The Mariner 10 flybys in 1974 and 1975 imaged ~45% of the surface of Mercury, detected a magnetic field, measured H, He, and O in the exosphere, and determined several other important physical and chemical characteristics of the planet. More recently, data from MESSENGER spacecraft have revolutionized our understanding of the Sun’s closest planetary neighbor by providing constraints on the geochemical, geophysical, geological, and exospheric nature of the planet. With the planned exploration of Mercury by the BepiColombo dual-spacecraft mission, our ability to further our understanding of this geochemical endmember among the terrestrial planets will continue.

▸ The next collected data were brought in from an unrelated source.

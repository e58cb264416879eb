//! Thin, platform-specific plumbing for the job-control core: wait-status decoding, signal
//! masks and descriptor flags. Everything above this crate speaks in `nix` types.

#[cfg(unix)]
#[path = "sys/unix/mod.rs"]
mod sys;

pub use self::sys::*;
use std::io::Write;

/// Writes `man_page` to `out` if any argument asks for help.
pub fn check_help(args: &[String], man_page: &'static str, out: &mut dyn Write) -> bool {
    for arg in args {
        if arg == "-h" || arg == "--help" {
            let _ = writeln!(out, "{}", man_page);
            return true;
        }
    }
    false
}

pub const MAN_ECHO: &str = r#"NAME
    echo - display a line of text

SYNOPSIS
    echo [ -h | --help ] [-n] [STRING]...

DESCRIPTION
    Print the STRING(s) to standard output.

OPTIONS
    -n
        do not output the trailing newline"#;

pub const MAN_TRUE: &str = r#"NAME
    true - does nothing successfully

SYNOPSIS
    true

DESCRIPTION
    Sets the exit status to 0."#;

pub const MAN_FALSE: &str = r#"NAME
    false - does nothing unsuccessfully

SYNOPSIS
    false

DESCRIPTION
    Sets the exit status to 1."#;

pub const MAN_JOBS: &str = r#"NAME
    jobs - list the jobs known to the shell

SYNOPSIS
    jobs [ -h | --help ] [-p | -c | -g] [-l] [ID]...

DESCRIPTION
    Prints the id, process group, state, and command of each job, or of the given jobs.

OPTIONS
    -p, --pid
        print the process id of every process in each job
    -c, --command
        print the program run by every process in each job
    -g, --group
        print only the process group of each job
    -l, --last
        only consider the most recent job"#;

pub const MAN_BG: &str = r#"NAME
    bg - sends jobs to background

SYNOPSIS
    bg [ID]...

DESCRIPTION
    bg sends the job to the background resuming it if it has stopped. Without an ID, the
    most recent stopped job is chosen."#;

pub const MAN_FG: &str = r#"NAME
    fg - bring job to foreground

SYNOPSIS
    fg [ID]

DESCRIPTION
    fg brings the specified job to foreground resuming it if it has stopped. Without an ID,
    the most recent stopped or background job is chosen."#;
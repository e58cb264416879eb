//! This module contains all of the code that runs in, or talks to, signal handlers.
//!
//! Handlers never do real work: they bump atomics that ordinary threads look at later. SIGCHLD
//! advances a generation counter that prompts reaping, and SIGINT/SIGHUP/SIGTERM set bits in
//! `PENDING`.

use nix::{
    libc::{self, c_int},
    sys::signal::{sigaction, SaFlags, SigAction, SigHandler, SigSet, Signal},
};
use std::sync::atomic::{AtomicU32, AtomicU8, Ordering};

pub(crate) use sys::signals::{block, unblock};

pub static PENDING: AtomicU8 = AtomicU8::new(0);
pub const SIGINT: u8 = 1;
pub const SIGHUP: u8 = 2;
pub const SIGTERM: u8 = 4;

static SIGCHLD_GENERATION: AtomicU32 = AtomicU32::new(0);

extern "C" fn child_handler(_: c_int) { SIGCHLD_GENERATION.fetch_add(1, Ordering::Release); }

extern "C" fn handler(signal: c_int) {
    let bit = match signal {
        libc::SIGINT => SIGINT,
        libc::SIGHUP => SIGHUP,
        libc::SIGTERM => SIGTERM,
        _ => return,
    };
    PENDING.fetch_or(bit, Ordering::SeqCst);
}

fn install(signal: Signal, handler: extern "C" fn(c_int), flags: SaFlags) -> nix::Result<()> {
    let action = SigAction::new(SigHandler::Handler(handler), flags, SigSet::empty());
    unsafe { sigaction(signal, &action) }.map(|_| ())
}

/// Counts SIGCHLD deliveries so that reaping can be skipped when nothing has changed.
pub fn install_child_handler() -> nix::Result<()> {
    install(Signal::SIGCHLD, child_handler, SaFlags::SA_RESTART)
}

/// Routes SIGHUP and SIGTERM, and SIGINT for an interactive shell, into `PENDING`. The exit
/// requests do not restart system calls, so that a blocking wait notices them.
pub fn install_handlers(interactive: bool) -> nix::Result<()> {
    install_child_handler()?;
    install(Signal::SIGHUP, handler, SaFlags::empty())?;
    install(Signal::SIGTERM, handler, SaFlags::empty())?;
    if interactive {
        install(Signal::SIGINT, handler, SaFlags::SA_RESTART)?;
    }
    Ok(())
}

/// The number of SIGCHLD signals observed so far, wrapping.
pub fn sigchld_generation() -> u32 { SIGCHLD_GENERATION.load(Ordering::Acquire) }

/// A hangup or termination request has arrived and the shell should wind down.
pub fn exit_requested() -> bool { PENDING.load(Ordering::SeqCst) & (SIGHUP | SIGTERM) != 0 }

/// Takes the pending signal bits, clearing them.
pub fn take_pending() -> u8 { PENDING.swap(0, Ordering::SeqCst) }

/// The purpose of the signal handler is to ignore signals when it is active, and then continue
/// listening to signals once the handler is dropped.
pub(crate) struct SignalHandler;

impl SignalHandler {
    pub(crate) fn new() -> SignalHandler {
        block();
        SignalHandler
    }
}

impl Drop for SignalHandler {
    fn drop(&mut self) { unblock(); }
}

/// A human readable description of what a signal means to the user.
pub fn describe(signal: Signal) -> &'static str {
    match signal {
        Signal::SIGHUP => "Terminal hung up",
        Signal::SIGINT => "Quit request from job control (^C)",
        Signal::SIGQUIT => "Quit request from job control with core dump (^\\)",
        Signal::SIGILL => "Illegal instruction",
        Signal::SIGTRAP => "Trace or breakpoint trap",
        Signal::SIGABRT => "Abort",
        Signal::SIGBUS => "Misaligned address error",
        Signal::SIGFPE => "Floating point exception",
        Signal::SIGKILL => "Forced quit",
        Signal::SIGUSR1 => "User defined signal 1",
        Signal::SIGUSR2 => "User defined signal 2",
        Signal::SIGSEGV => "Address boundary error",
        Signal::SIGPIPE => "Broken pipe",
        Signal::SIGALRM => "Timer expired",
        Signal::SIGTERM => "Polite quit request",
        Signal::SIGCHLD => "Child process status changed",
        Signal::SIGCONT => "Continue previously stopped process",
        Signal::SIGSTOP => "Forced stop",
        Signal::SIGTSTP => "Stop request from job control (^Z)",
        Signal::SIGTTIN => "Stop from terminal input",
        Signal::SIGTTOU => "Stop from terminal output",
        Signal::SIGURG => "Urgent socket condition",
        Signal::SIGXCPU => "CPU time limit exceeded",
        Signal::SIGXFSZ => "File size limit exceeded",
        Signal::SIGVTALRM => "Virtual timer expired",
        Signal::SIGPROF => "Profiling timer expired",
        Signal::SIGWINCH => "Window size change",
        Signal::SIGIO => "I/O on asynchronous file descriptor is possible",
        Signal::SIGSYS => "Bad system call",
        _ => "Unknown",
    }
}

#[cfg(test)]
mod tests {
    use super::*;

    #[test]
    fn descriptions() {
        assert_eq!(describe(Signal::SIGINT), "Quit request from job control (^C)");
        assert_eq!(describe(Signal::SIGPIPE), "Broken pipe");
        assert_eq!(Signal::SIGTERM.as_str(), "SIGTERM");
    }

    #[test]
    fn handler_only_sets_bits() {
        handler(libc::SIGWINCH);
        assert_eq!(PENDING.load(Ordering::SeqCst) & !(SIGINT | SIGHUP | SIGTERM), 0);
        let before = sigchld_generation();
        child_handler(libc::SIGCHLD);
        assert_eq!(sigchld_generation(), before.wrapping_add(1));
    }
}
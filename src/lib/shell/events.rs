use super::status::Status;
use nix::unistd::Pid;
use std::fmt;

/// Lifecycle notifications fired by the reap pass.
#[derive(Clone, Copy, Debug, PartialEq, Eq, Hash)]
pub enum Event {
    /// A process finished. `status` is its exit code, or -1 if a signal killed it.
    ProcessExit { pid: Pid, status: i32 },
    /// Every process of a job finished. `pgid` is the negated process group of the job.
    JobExit { pgid: i32, job_id: u32 },
}

impl fmt::Display for Event {
    fn fmt(&self, f: &mut fmt::Formatter<'_>) -> fmt::Result {
        match *self {
            Event::ProcessExit { pid, status } => write!(f, "PROCESS_EXIT {} {}", pid, status),
            Event::JobExit { pgid, job_id } => write!(f, "JOB_EXIT {} {}", pgid, job_id),
        }
    }
}

/// A handler may run arbitrary commands, and so may alter the shell's last status; any such
/// change is discarded once the reap pass that fired the event is over.
pub type EventHandler<'a> = Box<dyn FnMut(&Event, &mut Status) + 'a>;
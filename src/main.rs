extern crate jobsh_sys as sys;

mod binary;

use self::binary::{execute_line, execute_stdin, take_terminal, Flow, MAN_JOBSH};
use jobsh::{JobControlMode, Options, ReapStrategy, Shell, Status};
use std::{env, process};

fn parse_mode(mode: &str) -> Option<JobControlMode> {
    match mode {
        "all" | "full" => Some(JobControlMode::All),
        "interactive" => Some(JobControlMode::Interactive),
        "none" => Some(JobControlMode::None),
        _ => None,
    }
}

fn main() {
    env_logger::init();

    let mut opts = Options::default();
    let mut command = None;
    let mut force_interactive = false;

    let mut args = env::args().skip(1);
    while let Some(arg) = args.next() {
        match arg.as_str() {
            "-c" => match args.next() {
                Some(commands) => command = Some(commands),
                None => {
                    eprintln!("jobsh: -c requires an argument");
                    process::exit(Status::bad_argument("").as_os_code());
                }
            },
            "-i" | "--interactive" => force_interactive = true,
            "--no-job-control" => opts.job_control = JobControlMode::None,
            "--direct-reap" => opts.reap = ReapStrategy::Direct,
            "--huponexit" => opts.huponexit = true,
            "-v" | "--version" => {
                println!("{}", jobsh::version());
                return;
            }
            "-h" | "--help" => {
                println!("{}", MAN_JOBSH);
                return;
            }
            other => match other.strip_prefix("--job-control=").map(parse_mode) {
                Some(Some(mode)) => opts.job_control = mode,
                _ => {
                    eprintln!("jobsh: unrecognized option: {}", other);
                    process::exit(Status::bad_argument("").as_os_code());
                }
            },
        }
    }

    opts.interactive =
        force_interactive || (command.is_none() && atty::is(atty::Stream::Stdin));
    if opts.interactive && opts.job_control != JobControlMode::None {
        if let Err(why) = take_terminal() {
            log::warn!("could not take control of the terminal: {}", why);
        }
    }

    let mut shell = Shell::builder().options(opts).signal_handlers(true).build();
    let status = match command {
        Some(command) => match execute_line(&mut shell, &command) {
            Flow::Exit(status) => status,
            Flow::Continue => shell.previous_status(),
        },
        None => execute_stdin(&mut shell),
    };

    if shell.opts().huponexit || shell.exit_requested() {
        shell.hup_jobs();
    }
    process::exit(status.as_os_code());
}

Yet, although the data from remote-sensing missions provide a wealth of knowledge regarding the physical and chemical characteristics of a planetary body, there are critical science questions that can only be addressed via examination of a sample in Earth-based laboratories where numerous highly sensitive analytical measurements are possible. For Mercury, the exact mineralogy of the sample could be fully characterized, greatly expanding the compositional measurements including trace elements, isotopes, mineralogy, and petrology at microscopic levels. The presence or absence of key mineral phases (e.g., Si-metal and graphite) would directly test published hypotheses for the history of Mercury and lend insight into the early evolution of the planet. Additionally, radiometric dating of a sample would place unprecedented constraints not only on the various geologic features across the surface of the planet but on the inner Solar System impact flux itself. Further, Mercury has been likened to some exoplanets in terms of the highly reducing conditions under which it formed. A sample from Mercury would facilitate transformative Solar System science that would place new and vital constraints on the building blocks and thermochemical evolution of Mercury and terrestrial planets in this and other star systems. Lastly, as demonstrated by ongoing analysis of Apollo lunar samples, a sample from Mercury would be an invaluable scientific resource for generations to come, enabling the most sophisticated measurements to be brought to bear for future decades to truly unlock Mercury’s mysteries.